Information provided:
★ ★ ★ ★

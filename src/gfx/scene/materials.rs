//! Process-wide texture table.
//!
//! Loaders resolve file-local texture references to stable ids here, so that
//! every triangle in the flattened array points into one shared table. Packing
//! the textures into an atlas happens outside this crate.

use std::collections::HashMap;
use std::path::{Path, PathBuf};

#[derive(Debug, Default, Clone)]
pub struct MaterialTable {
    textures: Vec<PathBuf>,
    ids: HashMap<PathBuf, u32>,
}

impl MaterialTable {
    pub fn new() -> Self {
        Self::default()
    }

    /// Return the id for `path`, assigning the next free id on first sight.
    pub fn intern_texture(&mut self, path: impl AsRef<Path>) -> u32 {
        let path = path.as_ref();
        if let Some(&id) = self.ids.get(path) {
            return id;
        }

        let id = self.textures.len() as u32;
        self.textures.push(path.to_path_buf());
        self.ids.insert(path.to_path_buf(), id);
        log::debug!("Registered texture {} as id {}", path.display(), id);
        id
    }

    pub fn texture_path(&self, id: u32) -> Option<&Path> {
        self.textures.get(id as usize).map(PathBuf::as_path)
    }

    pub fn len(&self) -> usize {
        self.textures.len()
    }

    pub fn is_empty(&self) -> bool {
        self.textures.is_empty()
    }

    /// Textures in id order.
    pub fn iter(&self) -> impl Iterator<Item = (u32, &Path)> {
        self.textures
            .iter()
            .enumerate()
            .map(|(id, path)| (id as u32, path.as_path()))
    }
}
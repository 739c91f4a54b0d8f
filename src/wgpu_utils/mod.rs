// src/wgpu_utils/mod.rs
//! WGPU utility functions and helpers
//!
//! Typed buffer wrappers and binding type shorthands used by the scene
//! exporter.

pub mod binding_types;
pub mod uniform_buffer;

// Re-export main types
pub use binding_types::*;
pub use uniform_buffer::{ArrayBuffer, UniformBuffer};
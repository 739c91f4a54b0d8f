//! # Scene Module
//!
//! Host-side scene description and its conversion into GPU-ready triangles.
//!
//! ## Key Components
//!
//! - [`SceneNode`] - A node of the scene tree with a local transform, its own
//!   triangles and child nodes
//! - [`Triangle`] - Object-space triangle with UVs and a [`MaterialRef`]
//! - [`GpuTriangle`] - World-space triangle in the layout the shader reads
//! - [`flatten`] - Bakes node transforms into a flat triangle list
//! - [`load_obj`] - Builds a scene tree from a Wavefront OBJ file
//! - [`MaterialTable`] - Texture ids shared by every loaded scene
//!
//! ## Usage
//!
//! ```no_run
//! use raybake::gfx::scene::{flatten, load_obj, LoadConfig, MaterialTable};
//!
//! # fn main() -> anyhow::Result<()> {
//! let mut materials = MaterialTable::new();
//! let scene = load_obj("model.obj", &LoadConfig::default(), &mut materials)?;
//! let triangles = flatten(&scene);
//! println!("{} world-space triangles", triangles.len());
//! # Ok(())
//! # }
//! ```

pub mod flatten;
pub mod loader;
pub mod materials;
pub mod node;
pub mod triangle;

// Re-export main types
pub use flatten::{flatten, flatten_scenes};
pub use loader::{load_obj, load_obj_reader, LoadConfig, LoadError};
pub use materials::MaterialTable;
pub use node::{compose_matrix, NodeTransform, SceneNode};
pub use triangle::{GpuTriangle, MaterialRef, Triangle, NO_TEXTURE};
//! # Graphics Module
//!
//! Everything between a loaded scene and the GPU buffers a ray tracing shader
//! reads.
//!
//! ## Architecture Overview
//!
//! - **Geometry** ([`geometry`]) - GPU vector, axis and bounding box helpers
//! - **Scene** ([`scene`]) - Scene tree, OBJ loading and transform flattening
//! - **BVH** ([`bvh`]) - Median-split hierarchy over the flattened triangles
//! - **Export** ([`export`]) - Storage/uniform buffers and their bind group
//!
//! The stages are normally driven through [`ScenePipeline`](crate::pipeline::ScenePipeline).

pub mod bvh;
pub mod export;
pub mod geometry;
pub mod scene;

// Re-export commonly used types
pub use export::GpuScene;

★ ★ ★ ★

What are the lines above that hold the string "triangles"? Copy them.

//! Host-side scene description and its conversion into GPU-ready triangles.
//!   triangles and child nodes
//! let triangles = flatten(&scene);
//! println!("{} world-space triangles", triangles.len());
//! - **BVH** ([`bvh`]) - Median-split hierarchy over the flattened triangles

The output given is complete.